Tuesday, May 11, 2010

The one-way street called Pain

by Josh


When my characters suffer, do I? See full size image

I think the better question would be whether they feel pain when I suffer.

And I do.

For them.

Oh, how I suffer.

A centipede of late nights tramples down my waking days into a murk-bubbled swamp. The fuel of my imagination – oh, chocolate, sweet chocolate – harries the waistline of my poor innocent Levis. So much inane trivia have I accumulated to better fill out and realize my characters’ fictional lives that my brain now resembles a plastic pie piece cut in six.

Where is their sympathy, I ask you, when I’ve painted them into a corner? Are they satisfied lounging there at the intersection of perpendicular walls and fresh Sherwin-Williams? No. They expect me to somehow port them into the next room, as if the fact that I built this room assumed ample enough skill to carry them thither. Is an architect automatically qualified to be a navigator? Of course not. Do my characters care? Ha.

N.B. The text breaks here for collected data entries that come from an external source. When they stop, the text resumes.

//! Partial updates of device records coming from the inventory grid

use rust_decimal::prelude::ToPrimitive;
use rust_decimal::Decimal;
use serde::{Deserialize, Serialize};
use uuid::Uuid;

use super::device::{Device, DeviceSpecs};
use crate::error::{DomainError, DomainResult};

/// Fields to change on one device. Absent fields are left as they are.
#[derive(Debug, Clone, Default, Serialize, Deserialize, PartialEq)]
#[serde(deny_unknown_fields)]
pub struct DevicePatch {
    pub triage: String,
    pub brand_id: Option<i64>,
    pub model_id: Option<i64>,
    pub serial: Option<String>,
    pub pallet_id: Option<i64>,
    pub port_id: Option<i64>,
    pub mouse_type_id: Option<i64>,
    pub monitor_type_id: Option<i64>,
    pub capacity: Option<i32>,
    pub measure_id: Option<i64>,
    pub processor_id: Option<i64>,
    pub system_version_id: Option<i64>,
    pub hdd_id: Option<Uuid>,
    pub ram: Option<i32>,
    pub ram_measure_id: Option<i64>,
    pub inches: Option<Decimal>,
    pub port_count: Option<i32>,
    pub speed: Option<i32>,
    pub speed_measure_id: Option<i64>,
    pub os_id: Option<i64>,
    pub storage: Option<i32>,
    pub storage_measure_id: Option<i64>,
    pub external_storage: Option<bool>,
}

fn set<T: Clone>(slot: &mut Option<T>, value: &Option<T>, name: &'static str, applied: &mut Vec<&'static str>) {
    if let Some(v) = value {
        *slot = Some(v.clone());
        applied.push(name);
    }
}

/// Tablet screens are recorded in whole inches
fn whole_inches(value: Decimal) -> DomainResult<i32> {
    if value.is_sign_negative() || !value.fract().is_zero() {
        return Err(DomainError::validation(
            "inches",
            format!("{} is not a whole number of inches", value),
        ));
    }
    value
        .to_i32()
        .ok_or_else(|| DomainError::validation("inches", format!("{} inches is too large", value)))
}

fn not_applicable(patch: &DevicePatch, device: &Device, field: &str) -> DomainError {
    DomainError::validation(
        field,
        format!("{} does not apply to {} ({})", field, device.kind, patch.triage),
    )
}

impl DevicePatch {
    /// Catalog rows referenced by this patch, as (table, id) pairs
    pub fn references(&self) -> Vec<(&'static str, i64)> {
        let mut refs = Vec::new();
        for (table, id) in [
            ("device_brands", self.brand_id),
            ("device_models", self.model_id),
            ("pallets", self.pallet_id),
            ("ports", self.port_id),
            ("mouse_types", self.mouse_type_id),
            ("monitor_types", self.monitor_type_id),
            ("device_measures", self.measure_id),
            ("processors", self.processor_id),
            ("system_versions", self.system_version_id),
            ("device_measures", self.ram_measure_id),
            ("device_measures", self.speed_measure_id),
            ("software_types", self.os_id),
            ("device_measures", self.storage_measure_id),
        ] {
            if let Some(id) = id {
                refs.push((table, id));
            }
        }
        refs
    }

    /// Apply the present fields to `device` and return their names.
    ///
    /// A field that does not exist on the device kind is an error and the device
    /// is left unchanged.
    pub fn apply(&self, device: &mut Device) -> DomainResult<Vec<&'static str>> {
        if device.triage != self.triage {
            return Err(DomainError::validation(
                "triage",
                format!("patch for {} applied to {}", self.triage, device.triage),
            ));
        }

        let mut specs = device.specs.clone();
        let mut applied = Vec::new();
        self.apply_specs(device, &mut specs, &mut applied)?;

        set(&mut device.brand_id, &self.brand_id, "brand_id", &mut applied);
        set(&mut device.model_id, &self.model_id, "model_id", &mut applied);
        set(&mut device.serial, &self.serial, "serial", &mut applied);
        set(&mut device.pallet_id, &self.pallet_id, "pallet_id", &mut applied);
        device.specs = specs;
        Ok(applied)
    }

    fn apply_specs(
        &self,
        device: &Device,
        specs: &mut DeviceSpecs,
        applied: &mut Vec<&'static str>,
    ) -> DomainResult<()> {
        // Fields each kind accepts; anything else present in the patch is refused.
        let accepted: &[&str] = match specs {
            DeviceSpecs::Keyboard { port_id } => {
                set(port_id, &self.port_id, "port_id", applied);
                &["port_id"]
            }
            DeviceSpecs::Mouse { port_id, mouse_type_id } => {
                set(port_id, &self.port_id, "port_id", applied);
                set(mouse_type_id, &self.mouse_type_id, "mouse_type_id", applied);
                &["port_id", "mouse_type_id"]
            }
            DeviceSpecs::Hdd { port_id, capacity, measure_id } => {
                set(port_id, &self.port_id, "port_id", applied);
                set(capacity, &self.capacity, "capacity", applied);
                set(measure_id, &self.measure_id, "measure_id", applied);
                &["port_id", "capacity", "measure_id"]
            }
            DeviceSpecs::Tablet {
                system_version_id,
                os_id,
                storage,
                storage_measure_id,
                inches,
                processor_id,
                ram,
                ram_measure_id,
                external_storage,
            } => {
                set(system_version_id, &self.system_version_id, "system_version_id", applied);
                set(os_id, &self.os_id, "os_id", applied);
                set(storage, &self.storage, "storage", applied);
                set(storage_measure_id, &self.storage_measure_id, "storage_measure_id", applied);
                if let Some(value) = self.inches {
                    *inches = Some(whole_inches(value)?);
                    applied.push("inches");
                }
                set(processor_id, &self.processor_id, "processor_id", applied);
                set(ram, &self.ram, "ram", applied);
                set(ram_measure_id, &self.ram_measure_id, "ram_measure_id", applied);
                if let Some(value) = self.external_storage {
                    *external_storage = value;
                    applied.push("external_storage");
                }
                &[
                    "system_version_id",
                    "os_id",
                    "storage",
                    "storage_measure_id",
                    "inches",
                    "processor_id",
                    "ram",
                    "ram_measure_id",
                    "external_storage",
                ]
            }
            DeviceSpecs::Monitor { monitor_type_id, port_id, inches } => {
                set(monitor_type_id, &self.monitor_type_id, "monitor_type_id", applied);
                set(port_id, &self.port_id, "port_id", applied);
                set(inches, &self.inches, "inches", applied);
                &["monitor_type_id", "port_id", "inches"]
            }
            DeviceSpecs::Cpu {
                processor_id,
                system_version_id,
                hdd_id,
                ram,
                ram_measure_id,
            } => {
                set(processor_id, &self.processor_id, "processor_id", applied);
                set(system_version_id, &self.system_version_id, "system_version_id", applied);
                set(hdd_id, &self.hdd_id, "hdd_id", applied);
                set(ram, &self.ram, "ram", applied);
                set(ram_measure_id, &self.ram_measure_id, "ram_measure_id", applied);
                &["processor_id", "system_version_id", "hdd_id", "ram", "ram_measure_id"]
            }
            DeviceSpecs::Laptop {
                processor_id,
                system_version_id,
                hdd_id,
                ram,
                ram_measure_id,
                inches,
            } => {
                set(processor_id, &self.processor_id, "processor_id", applied);
                set(system_version_id, &self.system_version_id, "system_version_id", applied);
                set(hdd_id, &self.hdd_id, "hdd_id", applied);
                set(ram, &self.ram, "ram", applied);
                set(ram_measure_id, &self.ram_measure_id, "ram_measure_id", applied);
                set(inches, &self.inches, "inches", applied);
                &[
                    "processor_id",
                    "system_version_id",
                    "hdd_id",
                    "ram",
                    "ram_measure_id",
                    "inches",
                ]
            }
            DeviceSpecs::NetworkDevice {
                port_count,
                port_id,
                speed,
                speed_measure_id,
            }
            | DeviceSpecs::AccessPoint {
                port_count,
                port_id,
                speed,
                speed_measure_id,
            } => {
                set(port_count, &self.port_count, "port_count", applied);
                set(port_id, &self.port_id, "port_id", applied);
                set(speed, &self.speed, "speed", applied);
                set(speed_measure_id, &self.speed_measure_id, "speed_measure_id", applied);
                &["port_count", "port_id", "speed", "speed_measure_id"]
            }
        };

        for field in self.present_spec_fields() {
            if !accepted.contains(&field) {
                return Err(not_applicable(self, device, field));
            }
        }
        Ok(())
    }

    fn present_spec_fields(&self) -> Vec<&'static str> {
        let mut fields = Vec::new();
        let flags = [
            ("port_id", self.port_id.is_some()),
            ("mouse_type_id", self.mouse_type_id.is_some()),
            ("monitor_type_id", self.monitor_type_id.is_some()),
            ("capacity", self.capacity.is_some()),
            ("measure_id", self.measure_id.is_some()),
            ("processor_id", self.processor_id.is_some()),
            ("system_version_id", self.system_version_id.is_some()),
            ("hdd_id", self.hdd_id.is_some()),
            ("ram", self.ram.is_some()),
            ("ram_measure_id", self.ram_measure_id.is_some()),
            ("inches", self.inches.is_some()),
            ("port_count", self.port_count.is_some()),
            ("speed", self.speed.is_some()),
            ("speed_measure_id", self.speed_measure_id.is_some()),
            ("os_id", self.os_id.is_some()),
            ("storage", self.storage.is_some()),
            ("storage_measure_id", self.storage_measure_id.is_some()),
            ("external_storage", self.external_storage.is_some()),
        ];
        for (name, present) in flags {
            if present {
                fields.push(name);
            }
        }
        fields
    }
}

And how about the many times they’ve needed me to describe them? Such narcissists they are! And you better believe it’s not satisfactory to these demanding figments that I simply copy and paste a previously perfect adjectival phrase (even if their appearance hasn’t changed one bit). “Her hair was brown,” which apparently was good enough for Page 4, isn’t nearly good enough for Page 44 when her hair now has to be “chestnut” or “mahogany” or, God help me, “ecru.”

Where is their sympathy then?

Plus – PLUS – there are the very names themselves! I’ve lost track of the number of times I’ve named a character Bill or Jack only to have my prose grind to a halt and why? Why? Because the character doesn’t want to be called “Bill” or “Jack” Nooo, the character would rather be called “Ophelio.”

For all this suffering, will they allow me to cry on their shoulders? No, sir. No, ma’am. Do I feel pain when they suffer? Please. They should count their blessings that I’m such a softie.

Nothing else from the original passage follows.